"Though in the hidden garden

Down by the green green lane

The plant of love grows next to

The tree of hate and pain."

- Antonia Michaelis, The Storyteller


"Do you remember them?"

Rosenda's voice coming from the bunk over him was genuine, no ill intention behind her words.

Emile laid on his back in the bunk below, not bothering to try to sleep. His voice came out more gruffer and hostile than he'd meant it to be. "Remember who?"

He wasn't really angry with Rosenda. He was angry with Carter. He was angry that his leader (and everyone else on Noble Team for that matter) thought he wasn't fit to participate in operations against insurrection. He was angry with the fact that he'd gotten a replacement.

"Your family."

Emile wasn't expecting that, and suddenly felt protective and a little frustrated. Maybe he was a little angry with Rosenda. She was his replacement after all.

He didn't give her an answer.

But he remembered.

Emile remembered the anger, the sorrow, the guilt. The loss. The tears.
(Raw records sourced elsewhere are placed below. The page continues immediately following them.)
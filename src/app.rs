use std::sync::mpsc::Sender;
use std::time::Instant;

use crossterm::event::{KeyCode, KeyEvent, KeyModifiers};
use rand::rngs::StdRng;
use rand::SeedableRng;

use crate::config::Config;
use crate::countdown::Countdown;
use crate::passage::Passage;
use crate::runtime::AppEvent;
use crate::scoring::{self, WordClass};
use crate::session::{Phase, Results, Session};
use crate::words::{self, WordList};

/// Everything needed to build an [`App`] besides the word list
#[derive(Debug, Clone, Default)]
pub struct Settings {
    pub config: Config,
    /// Fixed passage text used instead of random words
    pub prompt: Option<String>,
    pub seed: Option<u64>,
}

/// The typing test: word list, passage, session and the countdown timer.
#[derive(Debug)]
pub struct App {
    settings: Settings,
    words: Option<WordList>,
    load_error: Option<String>,
    passage: Passage,
    session: Session,
    countdown: Option<Countdown>,
    tick_tx: Sender<AppEvent>,
    rng: StdRng,
    results: Option<Results>,
    pub should_quit: bool,
}

impl App {
    pub fn new(
        settings: Settings,
        words: words::Result<WordList>,
        tick_tx: Sender<AppEvent>,
    ) -> Self {
        let (words, load_error) = match words {
            Ok(list) => {
                tracing::info!(
                    name = list.name.as_deref().unwrap_or("custom"),
                    words = list.len(),
                    "word list loaded"
                );
                (Some(list), None)
            }
            Err(e) => {
                tracing::error!(error = %e, "failed to load word list");
                (None, Some(e.to_string()))
            }
        };

        let rng = match settings.seed {
            Some(seed) => StdRng::seed_from_u64(seed),
            None => StdRng::from_entropy(),
        };

        let mut app = Self {
            session: Session::new(settings.config.duration()),
            settings,
            words,
            load_error,
            passage: Passage::default(),
            countdown: None,
            tick_tx,
            rng,
            results: None,
            should_quit: false,
        };
        app.passage = app.next_passage();
        app
    }

    fn next_passage(&mut self) -> Passage {
        if let Some(prompt) = &self.settings.prompt {
            return Passage::from_text(prompt);
        }

        match &self.words {
            Some(list) => Passage::generate(list, self.settings.config.number_of_words, &mut self.rng),
            None => Passage::default(),
        }
    }

    /// A session can only run against a non-empty passage.
    pub fn is_ready(&self) -> bool {
        !self.passage.is_empty()
    }

    pub fn handle_event(&mut self, event: AppEvent, now: Instant) {
        match event {
            AppEvent::Tick => self.on_tick(now),
            AppEvent::Key(key) => self.handle_key(key, now),
            AppEvent::Paste(text) => {
                tracing::debug!(chars = text.chars().count(), "paste suppressed");
            }
            AppEvent::Resize => {}
        }
    }

    pub fn handle_key(&mut self, key: KeyEvent, now: Instant) {
        if is_quit_key(&key) {
            self.should_quit = true;
            return;
        }

        if key.code == KeyCode::Tab {
            self.reset();
            return;
        }

        if is_clipboard_key(&key) {
            tracing::debug!(code = ?key.code, "clipboard shortcut suppressed");
            return;
        }

        if !self.is_ready() {
            return;
        }

        // catch up on the clock before accepting more input
        self.on_tick(now);

        match self.session.phase() {
            Phase::Finished => match key.code {
                KeyCode::Char('n') | KeyCode::Right => self.reset(),
                KeyCode::Char('r') | KeyCode::Left => self.restart(),
                _ => {}
            },
            Phase::Idle | Phase::Running => {
                if self.session.press_key(now) {
                    self.on_started();
                }

                match key.code {
                    KeyCode::Char(c) if !has_command_modifier(&key) => {
                        self.session.type_char(c, &self.passage, now);
                    }
                    KeyCode::Backspace => {
                        self.session.backspace(&self.passage, now);
                    }
                    _ => {}
                }
            }
        }
    }

    pub fn on_tick(&mut self, now: Instant) {
        if self.session.tick(now) {
            self.on_finished();
        }
    }

    fn on_started(&mut self) {
        tracing::info!(
            duration_secs = self.session.duration().as_secs(),
            words = self.passage.len(),
            "session started"
        );
        self.stop_countdown();
        self.countdown = Some(Countdown::spawn(
            self.tick_tx.clone(),
            self.settings.config.tick_interval(),
        ));
    }

    fn on_finished(&mut self) {
        self.stop_countdown();
        self.results = self.session.results();

        if let Some(r) = &self.results {
            tracing::info!(
                wpm = r.wpm,
                accuracy = r.accuracy,
                correct_words = r.correct_words,
                mistakes = r.mistakes,
                total_typed = r.total_typed,
                "session finished"
            );
        }
    }

    fn stop_countdown(&mut self) {
        if let Some(countdown) = self.countdown.take() {
            countdown.cancel();
        }
    }

    /// Back to idle with a freshly generated passage.
    pub fn reset(&mut self) {
        self.stop_countdown();
        self.passage = self.next_passage();
        self.session.reset();
        self.results = None;
        tracing::debug!("session reset");
    }

    /// Back to idle, typing the same passage again.
    pub fn restart(&mut self) {
        self.stop_countdown();
        self.session.reset();
        self.results = None;
        tracing::debug!("session restarted");
    }

    pub fn passage(&self) -> &Passage {
        &self.passage
    }

    pub fn session(&self) -> &Session {
        &self.session
    }

    pub fn results(&self) -> Option<&Results> {
        self.results.as_ref()
    }

    pub fn load_error(&self) -> Option<&str> {
        self.load_error.as_deref()
    }

    pub fn countdown_active(&self) -> bool {
        self.countdown.as_ref().is_some_and(Countdown::is_active)
    }

    pub fn word_classes(&self) -> Vec<Option<WordClass>> {
        scoring::word_classes(self.passage.words(), self.session.input())
    }

    pub fn current_word(&self) -> &str {
        self.passage
            .word(self.session.score().current_word_index)
            .unwrap_or("")
    }
}

fn is_quit_key(key: &KeyEvent) -> bool {
    key.code == KeyCode::Esc
        || (key.code == KeyCode::Char('c') && key.modifiers == KeyModifiers::CONTROL)
}

fn has_command_modifier(key: &KeyEvent) -> bool {
    // Windows reports AltGr-composed chars as Ctrl+Alt
    let altgr = key.modifiers.contains(KeyModifiers::CONTROL | KeyModifiers::ALT)
        && !key.modifiers.contains(KeyModifiers::SUPER)
        && matches!(key.code, KeyCode::Char(c) if !c.is_control());

    !altgr
        && key
            .modifiers
            .intersects(KeyModifiers::CONTROL | KeyModifiers::ALT | KeyModifiers::SUPER)
}

/// Copy, cut and paste shortcuts. None of them may reach the input.
pub fn is_clipboard_key(key: &KeyEvent) -> bool {
    let ctrl = key.modifiers.contains(KeyModifiers::CONTROL);
    let shift = key.modifiers.contains(KeyModifiers::SHIFT);

    match key.code {
        KeyCode::Char(c) if ctrl => matches!(c.to_ascii_lowercase(), 'c' | 'v' | 'x'),
        KeyCode::Insert => ctrl || shift,
        KeyCode::Delete => shift,
        _ => false,
    }
}
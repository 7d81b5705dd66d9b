use include_dir::{include_dir, Dir};
use serde::Deserialize;
use std::path::{Path, PathBuf};
use thiserror::Error;

static LANG_DIR: Dir = include_dir!("$CARGO_MANIFEST_DIR/src/lang");

pub const DEFAULT_WORD_LIST: &str = "english";

/// Errors that can occur while loading a word list.
#[derive(Debug, Error)]
pub enum WordListError {
    /// The word list file could not be read.
    #[error("failed to read word list {path}: {source}")]
    Io {
        path: PathBuf,
        #[source]
        source: std::io::Error,
    },

    /// The contents are not a `{"words": [...]}` document.
    #[error("invalid word list: {0}")]
    Parse(#[from] serde_json::Error),

    /// The list parsed but has no usable words.
    #[error("word list contains no words")]
    Empty,

    /// No word list with this name is bundled.
    #[error("unknown bundled word list: {0}")]
    UnknownEmbedded(String),
}

pub type Result<T> = std::result::Result<T, WordListError>;

#[derive(Deserialize, Clone, Debug, PartialEq)]
pub struct WordList {
    #[serde(default)]
    pub name: Option<String>,
    pub words: Vec<String>,
}

impl WordList {
    /// Load one of the word lists compiled into the binary.
    pub fn embedded(name: &str) -> Result<Self> {
        let file = LANG_DIR
            .get_file(format!("{name}.json"))
            .ok_or_else(|| WordListError::UnknownEmbedded(name.to_string()))?;

        let contents = file
            .contents_utf8()
            .ok_or_else(|| WordListError::UnknownEmbedded(name.to_string()))?;

        Self::from_json(contents)
    }

    pub fn from_path<P: AsRef<Path>>(path: P) -> Result<Self> {
        let path = path.as_ref();
        let contents = std::fs::read_to_string(path).map_err(|source| WordListError::Io {
            path: path.to_path_buf(),
            source,
        })?;

        Self::from_json(&contents)
    }

    pub fn from_json(json: &str) -> Result<Self> {
        let mut list: WordList = serde_json::from_str(json)?;

        list.words = list
            .words
            .iter()
            .flat_map(|w| w.split_whitespace())
            .map(String::from)
            .collect();

        if list.words.is_empty() {
            return Err(WordListError::Empty);
        }

        Ok(list)
    }

    /// Either the file at `path` or the bundled default list.
    pub fn load(path: Option<&Path>) -> Result<Self> {
        match path {
            Some(p) => Self::from_path(p),
            None => Self::embedded(DEFAULT_WORD_LIST),
        }
    }

    pub fn len(&self) -> usize {
        self.words.len()
    }

    pub fn is_empty(&self) -> bool {
        self.words.is_empty()
    }
}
He could remember he had parents once. He could remember his brother telling him one day that something had happened.

Emile… Something happened at the factory today.

There was an attack. There was a bomb.

It was the rebels.

Mom and Dad… they're not coming home.

He couldn't remember what they looked like. It had slipped away from him during the SPARTAN training.

Memories of his brother were stronger, but lately they'd begun to slip from him too. He tried to hold on to them.

He tried to hold on to the memories when he'd felt safe with him. He tried to hold on to the memories when he looked up to his brother like he was a hero.

You're going to make it, Emile. You're going to make it.

He remembered all too clearly the day the hero fell.

"I can't remember mine anymore."

Rosenda's quiet voice brought him back to the present. He ran a hand over his face, silently noting every scar and patches of uneven skin. Right now he didn't want to remember.

"I think I had a sister. But I can't remember if she or my parents were with me when I was running."

Running away from the Covenant. Running for the evacuation frigates. Running for cover. Running away from the dead bodies of her family. Running for safety that wouldn't last.

Emile remained silent. It was useless. What they'd lost was dead. Gone. Would never come back. Remembering played no point.

He'd tried for years to make every part of himself believe that. He envied his teammate a bit.

The silence stretched in the room.

"I remember," the words were low, almost melting into the quiet air. Emile didn't know why he told her. He stopped mourning the past a long time ago. Rosenda had never struck him as being one to dwell on it.

Now he was dwelling. Great.

Damnit, it didn't matter.

It didn't matter.

He closed his eyes.

"Do you still remember them well?" Rosenda's voice almost sounded shy. Emile held back a snort. Shyness was something he'd also never associated with the woman. Her tongue could be sharper than his kukri at times.

"Yes," he said, shifting in the bed to lay on his side, "and no."

He didn't understand why she'd ask that, or why his answer would matter.

The room fell into silence again. Emile aimed for sleep without really trying.

"Do you want to remember them?"

A part of him wanted to tell her to shut up. Another part urged him to answer just to see where it would take him. He faintly wondered if his answer mattered more to her than it did to him.

He wasn't about to reveal his story to her, but he didn't stay quiet either.

"Sometimes," he revealed, "Sometimes not."

He waited for any following questions, but only the shuffling of sheets and light creaking of metal as Rosenda shifted in her above bunk was heard.

He remembers the pain clearly like he was back there on that day it happened.

He remembers the void that was left in him after Damon's death. A void he's filled with alien corpses and blood.

"Goodnight, Emile." Rosenda's voice was solemn, stronger. Like the recent conversation hadn't happened. Emile was fine with that. Really, Emile found it hard to believe in the first place that anything he'd said somehow would've helped.

"'Night, Rosenda."

He didn't catch any sleep that night. The day played over and over in his mind. He remembered it perfectly.

The pain, the anger, the sorrow, the guilt, the fear.

The void in his heart. The thirst for revenge.

He remembered it all very clearly.

Some nightmares stay with you forever.